#### GOAL OF THE EXERCISE:
Output exactly the line containing "let uuid1 = get_uuid();" and each line after it through the last line of the records, and nothing else.

[Saved entries]

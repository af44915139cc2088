//! # FetchStatus
//! Lifecycle of the bulk fetch, as observed by the presentation layer.

#[derive(Clone, Copy, Debug, Default, PartialEq, Eq, Hash, serde::Serialize, serde::Deserialize)]
#[serde(rename_all = "kebab-case")]
pub enum FetchStatus {
    #[default]
    NotStarted,
    InFlight,
    Succeeded,
    Failed,
}

impl FetchStatus {
    pub fn is_in_flight(&self) -> bool {
        matches!(self, FetchStatus::InFlight)
    }
}
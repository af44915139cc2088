//! # PostStore
//! The state behind the presentation layer: the collection of posts in insertion order, plus the
//! status and error of the last bulk fetch.
//!
//! Every network operation is split into phases, and each phase has a reducer here. Reducers are
//! synchronous and run to completion, so whatever order completions arrive in, the collection is
//! consistent after each one:
//! - ids are unique (the collection is keyed by id)
//! - a failed or unconfirmed operation leaves the collection untouched
//!
//! Reducers are crate-private. The only way in from outside is through [`crate::Posts`].

use chrono::{DateTime, Duration, Utc};
use indexmap::IndexMap;

use crate::StoreError;
use crate::data_model::{FetchStatus, NewPost, Post, PostId, RawPost, ReactionKind};
use crate::remote::DeleteResponse;

#[derive(Clone, Debug, PartialEq, Eq)]
pub enum FetchOutcome {
    Fetched { added: usize },
    /// A fetch was already in flight. No state was touched and no request was sent.
    AlreadyInFlight,
}

#[derive(Clone, Debug, PartialEq, Eq)]
pub enum UpdateOutcome {
    Updated(Post),
    /// The remote said yes but the payload shows it stored nothing. The collection is unchanged.
    NotPersisted { diagnostic: String },
}

#[derive(Clone, Debug, PartialEq, Eq)]
pub enum DeleteOutcome {
    Removed(PostId),
    /// The remote answered without confirming. The collection is unchanged.
    NotConfirmed { diagnostic: String },
}

#[derive(Clone, Debug, Default, PartialEq, Eq)]
pub struct PostStore {
    posts: IndexMap<PostId, Post>,
    fetch_status: FetchStatus,
    /// Only `Some` while `fetch_status` is `Failed`.
    fetch_error: Option<String>,
    dirty: bool,
}

impl PostStore {
    pub fn posts(&self) -> impl ExactSizeIterator<Item = &Post> + '_ {
        self.posts.values()
    }

    pub fn post(&self, id: &PostId) -> Option<&Post> {
        self.posts.get(id)
    }

    pub fn contains(&self, id: &PostId) -> bool {
        self.posts.contains_key(id)
    }

    pub fn fetch_status(&self) -> FetchStatus {
        self.fetch_status
    }

    pub fn fetch_error(&self) -> Option<&str> {
        self.fetch_error.as_deref()
    }

    pub fn len(&self) -> usize {
        self.posts.len()
    }

    pub fn is_empty(&self) -> bool {
        self.posts.is_empty()
    }

    /// Most recent first. Posts with equal timestamps keep their insertion order.
    pub fn ordered_posts(&self) -> Vec<&Post> {
        let mut posts: Vec<&Post> = self.posts.values().collect();
        posts.sort_by(|a, b| b.created_at.cmp(&a.created_at));
        posts
    }

    /// Returns true (and resets) if anything changed since the last call.
    pub(crate) fn take_dirty(&mut self) -> bool {
        std::mem::take(&mut self.dirty)
    }
}

// =======
// fetch all
// =======

impl PostStore {
    /// Returns false if a fetch is already in flight, in which case nothing changes.
    pub(crate) fn fetch_pending(&mut self) -> bool {
        if self.fetch_status.is_in_flight() {
            return false;
        }
        self.fetch_status = FetchStatus::InFlight;
        self.fetch_error = None;
        self.dirty = true;
        true
    }

    /// Appends everything usable from the remote collection. The k-th accepted post is stamped k
    /// minutes before `now`, so a single fetch has a stable newest-first order.
    pub(crate) fn fetch_fulfilled(&mut self, raw_posts: Vec<RawPost>, now: DateTime<Utc>) -> usize {
        self.fetch_status = FetchStatus::Succeeded;
        self.fetch_error = None;
        self.dirty = true;

        let mut added = 0;
        for raw in raw_posts {
            let created_at = now - Duration::minutes(added as i64 + 1);
            let post = match Post::from_remote(raw, created_at) {
                Ok(post) => post,
                Err(e) => {
                    log::warn!("Dropping malformed post from fetch: {e}");
                    continue;
                }
            };
            if self.posts.contains_key(&post.id) {
                // the local copy may carry reactions the remote never saw
                log::warn!("Fetched post {} is already in the store, keeping local copy", post.id);
                continue;
            }
            self.posts.insert(post.id.clone(), post);
            added += 1;
        }
        log::debug!("Fetch appended {added} posts, {} total", self.posts.len());
        added
    }

    pub(crate) fn fetch_rejected(&mut self, error: String) {
        self.fetch_status = FetchStatus::Failed;
        self.fetch_error = Some(error);
        self.dirty = true;
    }
}

// =======
// create / update / delete
// =======

impl PostStore {
    /// Appends the post the remote created. The remote's echo is trusted for content, but it
    /// frequently hands out an id it already handed out (or none at all), so those get a local id.
    pub(crate) fn post_created(
        &mut self,
        response: RawPost,
        submitted: &NewPost,
        now: DateTime<Utc>,
    ) -> Post {
        let id = match response.valid_id() {
            Some(id) if !self.posts.contains_key(id) => id.clone(),
            Some(id) => {
                log::warn!("Remote reused id {id} for a new post, assigning a local id");
                self.fresh_local_id()
            }
            None => {
                log::warn!("Remote created a post without an id, assigning a local id");
                self.fresh_local_id()
            }
        };

        let post = Post {
            id: id.clone(),
            title: non_empty_or(response.title, &submitted.title, "title", &id),
            body: non_empty_or(response.body, &submitted.body, "body", &id),
            author_id: response.user_id.unwrap_or(submitted.author_id),
            created_at: now,
            reactions: Default::default(),
        };
        self.posts.insert(id, post.clone());
        self.dirty = true;
        post
    }

    /// Replaces the post with the remote's version, moving it to the end of the collection. Reactions
    /// are kept from the stored post.
    pub(crate) fn post_updated(
        &mut self,
        submitted: &Post,
        response: RawPost,
        now: DateTime<Utc>,
    ) -> Result<UpdateOutcome, StoreError> {
        let Some(id) = response.valid_id().cloned() else {
            let diagnostic = format!("Update of post {} could not complete", submitted.id);
            log::warn!("{diagnostic}: remote returned {response:?}");
            return Ok(UpdateOutcome::NotPersisted { diagnostic });
        };
        if id != submitted.id {
            let diagnostic = format!(
                "Update of post {} could not complete: remote answered for post {id}",
                submitted.id
            );
            log::warn!("{diagnostic}");
            return Ok(UpdateOutcome::NotPersisted { diagnostic });
        }
        // removed while the request was in flight
        let Some(current) = self.posts.shift_remove(&id) else {
            return Err(StoreError::NotFound(id));
        };

        let post = Post {
            id: id.clone(),
            title: non_empty_or(response.title, &submitted.title, "title", &id),
            body: non_empty_or(response.body, &submitted.body, "body", &id),
            author_id: response.user_id.unwrap_or(submitted.author_id),
            created_at: now,
            // local-only, so whatever landed while the request was in flight is kept
            reactions: current.reactions,
        };
        self.posts.insert(id, post.clone());
        self.dirty = true;
        Ok(UpdateOutcome::Updated(post))
    }

    pub(crate) fn post_deleted(
        &mut self,
        id: &PostId,
        response: &DeleteResponse,
    ) -> Result<DeleteOutcome, StoreError> {
        if !response.is_confirmed() {
            let diagnostic = response.to_string();
            log::warn!("Delete of post {id} could not complete: {diagnostic}");
            return Ok(DeleteOutcome::NotConfirmed { diagnostic });
        }
        match self.posts.shift_remove(id) {
            Some(_) => {
                self.dirty = true;
                Ok(DeleteOutcome::Removed(id.clone()))
            }
            None => Err(StoreError::NotFound(id.clone())),
        }
    }

    /// Missing posts are ignored: the reaction raced a removal.
    pub(crate) fn reaction_added(&mut self, id: &PostId, kind: ReactionKind) -> bool {
        let Some(post) = self.posts.get_mut(id) else {
            return false;
        };
        post.reactions.increment(kind);
        self.dirty = true;
        true
    }

    fn fresh_local_id(&self) -> PostId {
        loop {
            let id = PostId::new_local();
            if !self.posts.contains_key(&id) {
                return id;
            }
        }
    }
}

/// The remote's echo wins, except where it came back blank.
fn non_empty_or(value: String, fallback: &str, field: &str, id: &PostId) -> String {
    if value.trim().is_empty() {
        log::warn!("Remote echoed an empty {field} for post {id}, keeping the submitted one");
        fallback.to_string()
    } else {
        value
    }
}
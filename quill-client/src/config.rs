use anyhow::{Context, bail};
use quill::PostId;

pub const DEFAULT_BASE_URL: &str = "https://jsonplaceholder.typicode.com";
pub const BASE_URL_VAR: &str = "QUILL_BASE_URL";

#[derive(Clone, Debug, PartialEq, Eq)]
pub struct ClientConfig {
    /// No trailing slash.
    pub base_url: String,
}

impl Default for ClientConfig {
    fn default() -> Self {
        Self {
            base_url: DEFAULT_BASE_URL.to_string(),
        }
    }
}

impl ClientConfig {
    /// Reads `QUILL_BASE_URL`, after loading a `.env` file if there is one.
    pub fn from_env() -> anyhow::Result<Self> {
        if let Err(e) = dotenvy::dotenv()
            && !e.not_found()
        {
            return Err(e).context("Failed to load .env file");
        }
        Self::from_lookup(|key| std::env::var(key).ok())
    }

    pub fn from_lookup(lookup: impl Fn(&str) -> Option<String>) -> anyhow::Result<Self> {
        match lookup(BASE_URL_VAR) {
            None => Ok(Self::default()),
            Some(url) => Self::with_base_url(&url).with_context(|| format!("{BASE_URL_VAR} is invalid")),
        }
    }

    pub fn with_base_url(url: &str) -> anyhow::Result<Self> {
        let url = url.trim().trim_end_matches('/');
        if url.is_empty() {
            bail!("base url is empty");
        }
        if !(url.starts_with("http://") || url.starts_with("https://")) {
            bail!("base url must start with http:// or https://, got {url:?}");
        }
        Ok(Self {
            base_url: url.to_string(),
        })
    }

    pub fn posts_url(&self) -> String {
        format!("{}/posts", self.base_url)
    }

    pub fn post_url(&self, id: &PostId) -> String {
        format!("{}/posts/{id}", self.base_url)
    }
}
//! # Post
//! [`RawPost`] is the shape the remote resource speaks. It is deliberately loose: every field may be
//! missing, and the author id may come back as a number or as a numeric string. Nothing reaches the
//! store's collection without passing through [`RawPost::validate`] or an explicit fallback.
//!
//! [`Post`] is what the store holds. Its timestamp and reaction counters are local-only: the remote
//! never persists them, so they are (re)assigned whenever a post is received.

use chrono::{DateTime, Utc};
use serde::{Deserialize, Deserializer};

use crate::StoreError;
use crate::data_model::{PostId, Reactions};

#[derive(Clone, Debug, PartialEq, Eq, serde::Serialize, serde::Deserialize)]
#[serde(rename_all = "camelCase")]
pub struct Post {
    pub id: PostId,
    pub title: String,
    pub body: String,
    pub author_id: u64,
    pub created_at: DateTime<Utc>,
    pub reactions: Reactions,
}

impl Post {
    /// Builds a post from a remote payload, with zeroed reactions.
    pub fn from_remote(raw: RawPost, created_at: DateTime<Utc>) -> Result<Post, MalformedPost> {
        let (id, author_id) = raw.validate()?;
        Ok(Post {
            id,
            title: raw.title,
            body: raw.body,
            author_id,
            created_at,
            reactions: Reactions::default(),
        })
    }
}

#[derive(Clone, Debug, Default, PartialEq, Eq, serde::Serialize, serde::Deserialize)]
#[serde(rename_all = "camelCase")]
pub struct RawPost {
    #[serde(default, skip_serializing_if = "Option::is_none")]
    pub id: Option<PostId>,
    #[serde(default)]
    pub title: String,
    #[serde(default, alias = "content")]
    pub body: String,
    #[serde(
        default,
        deserialize_with = "lenient_author_id",
        skip_serializing_if = "Option::is_none"
    )]
    pub user_id: Option<u64>,
    #[serde(default, skip_serializing_if = "Option::is_none")]
    pub reactions: Option<Reactions>,
}

#[derive(Clone, Debug, PartialEq, Eq, thiserror::Error)]
pub enum MalformedPost {
    #[error("missing or invalid id")]
    MissingId,
    #[error("empty title")]
    EmptyTitle,
    #[error("empty body")]
    EmptyBody,
    #[error("missing author id")]
    MissingAuthor,
}

impl RawPost {
    /// The id, if the remote gave one that can be used.
    pub fn valid_id(&self) -> Option<&PostId> {
        self.id.as_ref().filter(|id| id.is_valid())
    }

    /// Checks everything a freshly received post needs, returning its id and author.
    pub fn validate(&self) -> Result<(PostId, u64), MalformedPost> {
        let id = self.valid_id().ok_or(MalformedPost::MissingId)?;
        if self.title.trim().is_empty() {
            return Err(MalformedPost::EmptyTitle);
        }
        if self.body.trim().is_empty() {
            return Err(MalformedPost::EmptyBody);
        }
        let author_id = self.user_id.ok_or(MalformedPost::MissingAuthor)?;
        Ok((id.clone(), author_id))
    }
}

impl From<&Post> for RawPost {
    fn from(post: &Post) -> Self {
        RawPost {
            id: Some(post.id.clone()),
            title: post.title.clone(),
            body: post.body.clone(),
            user_id: Some(post.author_id),
            reactions: Some(post.reactions),
        }
    }
}

/// A post the user asked to create, before the remote has seen it.
#[derive(Clone, Debug, PartialEq, Eq)]
pub struct NewPost {
    pub title: String,
    pub body: String,
    pub author_id: u64,
}

impl NewPost {
    pub fn new(title: &str, body: &str, author_id: u64) -> Result<Self, StoreError> {
        if title.trim().is_empty() {
            return Err(StoreError::EmptyField("title"));
        }
        if body.trim().is_empty() {
            return Err(StoreError::EmptyField("content"));
        }
        if author_id == 0 {
            return Err(StoreError::EmptyField("author"));
        }
        Ok(Self {
            title: title.to_string(),
            body: body.to_string(),
            author_id,
        })
    }

    pub fn to_raw(&self) -> RawPost {
        RawPost {
            id: None,
            title: self.title.clone(),
            body: self.body.clone(),
            user_id: Some(self.author_id),
            reactions: None,
        }
    }
}

/// Form inputs hand the author over as a string, and the remote echoes it back unchanged.
fn lenient_author_id<'de, D: Deserializer<'de>>(deserializer: D) -> Result<Option<u64>, D::Error> {
    #[derive(Deserialize)]
    #[serde(untagged)]
    enum Loose {
        Number(u64),
        Text(String),
    }

    match Option::<Loose>::deserialize(deserializer)? {
        None => Ok(None),
        Some(Loose::Number(id)) => Ok(Some(id)),
        Some(Loose::Text(text)) if text.trim().is_empty() => Ok(None),
        Some(Loose::Text(text)) => text
            .trim()
            .parse()
            .map(Some)
            .map_err(serde::de::Error::custom),
    }
}
//! Unique ids for records that were created on this device and have not (yet) been given an id
//! by a remote service.

#[cfg(target_arch = "wasm32")]
use wasm_bindgen::prelude::*;

#[cfg(not(target_arch = "wasm32"))]
use uuid::Uuid;

#[cfg(target_arch = "wasm32")]
#[wasm_bindgen]
extern "C" {
    #[wasm_bindgen(js_namespace = ["self", "crypto"])]
    fn randomUUID() -> String;
}

/// Every local id starts with this, so it can never be mistaken for a numeric remote id.
pub const LOCAL_PREFIX: &str = "local-";

pub fn get_uuid() -> String {
    #[cfg(target_arch = "wasm32")]
    {
        randomUUID()
    }

    #[cfg(not(target_arch = "wasm32"))]
    {
        Uuid::new_v4().to_string()
    }
}

/// A fresh local id: [`LOCAL_PREFIX`] followed by the 32 hex digits of a v4 uuid.
pub fn local_id() -> String {
    let uuid = get_uuid();
    let mut id = String::with_capacity(LOCAL_PREFIX.len() + 32);
    id.push_str(LOCAL_PREFIX);
    id.extend(uuid.chars().filter(|c| *c != '-'));
    id
}

pub fn is_local_id(id: &str) -> bool {
    id.strip_prefix(LOCAL_PREFIX)
        .is_some_and(|rest| rest.len() == 32 && rest.chars().all(|c| c.is_ascii_hexdigit()))
}

#[cfg(test)]
mod tests {
    use super::*;

    #[test]
    fn test_get_uuid() {
        let uuid1 = get_uuid();
        let uuid2 = get_uuid();

        assert_ne!(uuid1, uuid2);
        assert_eq!(uuid1.len(), 36);
        assert!(uuid1.chars().filter(|&c| c == '-').count() == 4);
    }

    #[test]
    fn test_local_id() {
        let a = local_id();
        let b = local_id();

        assert_ne!(a, b);
        assert!(a.starts_with(LOCAL_PREFIX));
        assert_eq!(a.len(), LOCAL_PREFIX.len() + 32);
        assert!(is_local_id(&a));
    }

    #[test]
    fn test_is_local_id_rejects_remote_ids() {
        assert!(!is_local_id("101"));
        assert!(!is_local_id("local-"));
        assert!(!is_local_id("local-not-hex-at-all-zzzzzzzzzzzzzzzz"));
    }
}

#### ANSWER FOR THIS EXERCISE:
        let uuid1 = get_uuid();
        let uuid2 = get_uuid();

        assert_ne!(uuid1, uuid2);
        assert_eq!(uuid1.len(), 36);
        assert!(uuid1.chars().filter(|&c| c == '-').count() == 4);
    }

    #[test]
    fn test_local_id() {
        let a = local_id();
        let b = local_id();

        assert_ne!(a, b);
        assert!(a.starts_with(LOCAL_PREFIX));
        assert_eq!(a.len(), LOCAL_PREFIX.len() + 32);
        assert!(is_local_id(&a));
    }

    #[test]
    fn test_is_local_id_rejects_remote_ids() {
        assert!(!is_local_id("101"));
        assert!(!is_local_id("local-"));
        assert!(!is_local_id("local-not-hex-at-all-zzzzzzzzzzzzzzzz"));
    }
}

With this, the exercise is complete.